Conflicts & War

From student to prisoner of war, the story of an Iranian veteran

By Marina Villen

Tehran, Oct 5 (efe-epa).- Four decades after the start of the Iran-Iraq war, Abdulhamid Shamsolahi, who exchanged books for weapons and was a prisoner of war for almost nine years, has the same spirit of resistance.

Shamsolahi does not regret being a soldier, saying he had to do it.

Before taking up arms he was a literature student in France, where he lived for more than two years before returning to his country to help stop the Iraqi invasion.

“The war itself is not good, but if the enemy attacks you, you must prepare to defend your country,” he says in an interview with Efe.

Shamsolahi was captured during Iran’s large-scale counter-offensive Operation Ramadan, launched near the Iraqi city of Basra in 1982.

Shamsolahi’s unit consisted of 15 soldiers, four of whom were captured and the rest were executed.

“The Iraqis executed many soldiers in eastern Basra. It was a terrible attack,” he adds.

“They tied our hands and started shooting at us, but suddenly the Iraqi commander said ‘don’t do that, we need prisoners because the Iranian side has many and we must keep them (alive) to exchange them in the future.”

From there he was transferred to Mosul in northern Iraq, where he spent a long time in captivity and put his language skills into action.

“I was teaching English, French and Arabic to my fellow prisoners and I was a translator for the United Nations and the Red Cross,” he details in a tent set up near the Islamic Revolution and Holy Defense Museum in Tehran.

The role of teacher and translator was not welcomed by Iraqi forces, who did not want the Red Cross to know the reality of prisoners of war, according to Shamsolahi.

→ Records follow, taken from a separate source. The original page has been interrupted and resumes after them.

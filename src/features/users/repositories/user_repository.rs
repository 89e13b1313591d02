use async_trait::async_trait;
use sqlx::PgPool;
use uuid::Uuid;

use crate::core::database::db_error;
use crate::core::error::Result;
use crate::features::users::models::{AppRole, AppUser, NewAppUser};

const USER_COLUMNS: &str = "id, username, password_hash, role, company_name, created_at, updated_at";

/// Storage boundary for application accounts
#[async_trait]
pub trait UserRepository: Send + Sync {
    async fn find_by_username(&self, username: &str) -> Result<Option<AppUser>>;

    async fn find_by_id(&self, id: Uuid) -> Result<Option<AppUser>>;

    /// Accounts with `role`, newest first
    async fn list_by_role(&self, role: AppRole) -> Result<Vec<AppUser>>;

    /// Fails with `Conflict` when the username is taken
    async fn insert(&self, user: NewAppUser) -> Result<AppUser>;

    /// Returns false when no account matched
    async fn update_password(&self, id: Uuid, password_hash: &str) -> Result<bool>;

    /// Deletes only when the account has `role`; returns false otherwise
    async fn delete(&self, id: Uuid, role: AppRole) -> Result<bool>;
}

pub struct PgUserRepository {
    pool: PgPool,
}

impl PgUserRepository {
    pub fn new(pool: PgPool) -> Self {
        Self { pool }
    }
}

#[async_trait]
impl UserRepository for PgUserRepository {
    async fn find_by_username(&self, username: &str) -> Result<Option<AppUser>> {
        sqlx::query_as::<_, AppUser>(&format!(
            "SELECT {} FROM app_users WHERE username = $1",
            USER_COLUMNS
        ))
        .bind(username)
        .fetch_optional(&self.pool)
        .await
        .map_err(|e| db_error("Failed to get user by username", e))
    }

    async fn find_by_id(&self, id: Uuid) -> Result<Option<AppUser>> {
        sqlx::query_as::<_, AppUser>(&format!(
            "SELECT {} FROM app_users WHERE id = $1",
            USER_COLUMNS
        ))
        .bind(id)
        .fetch_optional(&self.pool)
        .await
        .map_err(|e| db_error("Failed to get user by id", e))
    }

    async fn list_by_role(&self, role: AppRole) -> Result<Vec<AppUser>> {
        sqlx::query_as::<_, AppUser>(&format!(
            "SELECT {} FROM app_users WHERE role = $1 ORDER BY created_at DESC",
            USER_COLUMNS
        ))
        .bind(role)
        .fetch_all(&self.pool)
        .await
        .map_err(|e| db_error("Failed to list users", e))
    }

    async fn insert(&self, user: NewAppUser) -> Result<AppUser> {
        sqlx::query_as::<_, AppUser>(&format!(
            r#"
            INSERT INTO app_users (id, username, password_hash, role, company_name)
            VALUES ($1, $2, $3, $4, $5)
            RETURNING {}
            "#,
            USER_COLUMNS
        ))
        .bind(Uuid::now_v7())
        .bind(&user.username)
        .bind(&user.password_hash)
        .bind(user.role)
        .bind(&user.company_name)
        .fetch_one(&self.pool)
        .await
        .map_err(|e| db_error("Failed to create user", e))
    }

    async fn update_password(&self, id: Uuid, password_hash: &str) -> Result<bool> {
        let result = sqlx::query(
            "UPDATE app_users SET password_hash = $2, updated_at = NOW() WHERE id = $1",
        )
        .bind(id)
        .bind(password_hash)
        .execute(&self.pool)
        .await
        .map_err(|e| db_error("Failed to update password", e))?;

        Ok(result.rows_affected() > 0)
    }

    async fn delete(&self, id: Uuid, role: AppRole) -> Result<bool> {
        let result = sqlx::query("DELETE FROM app_users WHERE id = $1 AND role = $2")
            .bind(id)
            .bind(role)
            .execute(&self.pool)
            .await
            .map_err(|e| db_error("Failed to delete user", e))?;

        Ok(result.rows_affected() > 0)
    }
}
mod material_dto;

pub use material_dto::{CreateMaterialRequestDto, SetFulfilledDto};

“Sometimes we faced torture. I was in isolation for three weeks and it was very dark… they didn’t want me to translate,” he continues.

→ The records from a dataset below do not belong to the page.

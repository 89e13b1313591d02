mod account_handler;

pub use account_handler::*;
mod validator;

pub mod dtos;
pub mod guards;
pub mod handlers;
pub mod model;
pub mod routes;
pub mod services;

pub use services::{AuthService, TokenService};
pub use validator::JwtValidator;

Shamsolahi was released after the end of the war in August 1988, when Iran accepted a United Nations-mediated ceasefire without a clear winner and with between 500,000 and one million dead.

Although it was the regime of Iraqi dictator Saddam Hussein that started the conflict and used chemical weapons during the war, most foreign powers supported Baghdad.

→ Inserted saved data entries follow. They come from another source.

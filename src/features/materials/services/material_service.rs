use std::sync::Arc;

use tracing::info;
use uuid::Uuid;

use crate::core::error::{AppError, Result};
use crate::features::materials::dtos::CreateMaterialRequestDto;
use crate::features::materials::models::MaterialRequest;
use crate::features::materials::repositories::MaterialRepository;
use crate::shared::constants::MANAGER_RECENT_MATERIALS;

pub struct MaterialService {
    repository: Arc<dyn MaterialRepository>,
}

impl MaterialService {
    pub fn new(repository: Arc<dyn MaterialRepository>) -> Self {
        Self { repository }
    }

    pub async fn request(&self, dto: CreateMaterialRequestDto) -> Result<MaterialRequest> {
        let name = dto.material_name.trim();
        if name.is_empty() {
            return Err(AppError::Validation(
                "Material name must not be blank".to_string(),
            ));
        }
        if dto.quantity < 1 {
            return Err(AppError::Validation(
                "Quantity must be at least 1".to_string(),
            ));
        }

        let request = self.repository.insert(name, dto.quantity).await?;
        info!(
            "Material requested: {} x{} (id={})",
            request.material_name, request.quantity, request.id
        );
        Ok(request)
    }

    /// What the manager dashboard shows
    pub async fn list_recent(&self) -> Result<Vec<MaterialRequest>> {
        self.repository.list(Some(MANAGER_RECENT_MATERIALS)).await
    }

    pub async fn list_all(&self) -> Result<Vec<MaterialRequest>> {
        self.repository.list(None).await
    }

    pub async fn set_fulfilled(&self, id: Uuid, fulfilled: bool) -> Result<MaterialRequest> {
        let request = self
            .repository
            .set_fulfilled(id, fulfilled)
            .await?
            .ok_or_else(|| AppError::NotFound(format!("Material request {} not found", id)))?;
        info!("Material request {} fulfilled={}", id, fulfilled);
        Ok(request)
    }

    pub async fn delete(&self, id: Uuid) -> Result<()> {
        if !self.repository.delete(id).await? {
            return Err(AppError::NotFound(format!(
                "Material request {} not found",
                id
            )));
        }
        info!("Material request {} deleted", id);
        Ok(())
    }
}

“Iraq was backed by many countries, which equipped the Iraqis with advanced weapons but Iran was alone. No country defended us or supplied us with weapons because we were under sanctions,” denounces Shamsolahi.

A year earlier in February 1979, the Islamic Revolution had triumphed in Iran and Washington severed relations and imposed a series of sanctions after an assault on the US embassy in Tehran when diplomats were taken hostage.

Four decades later, Iran and the US remain without diplomatic ties and tensions are growing between both sides after Washington reimposed harsh sanctions on Tehran.

The US has continued to have close diplomatic ties with Iraq.

Iran has a great political, economic and military influence on its neighbor Iraq and tries to maintain a difficult balance between Tehran and Washington.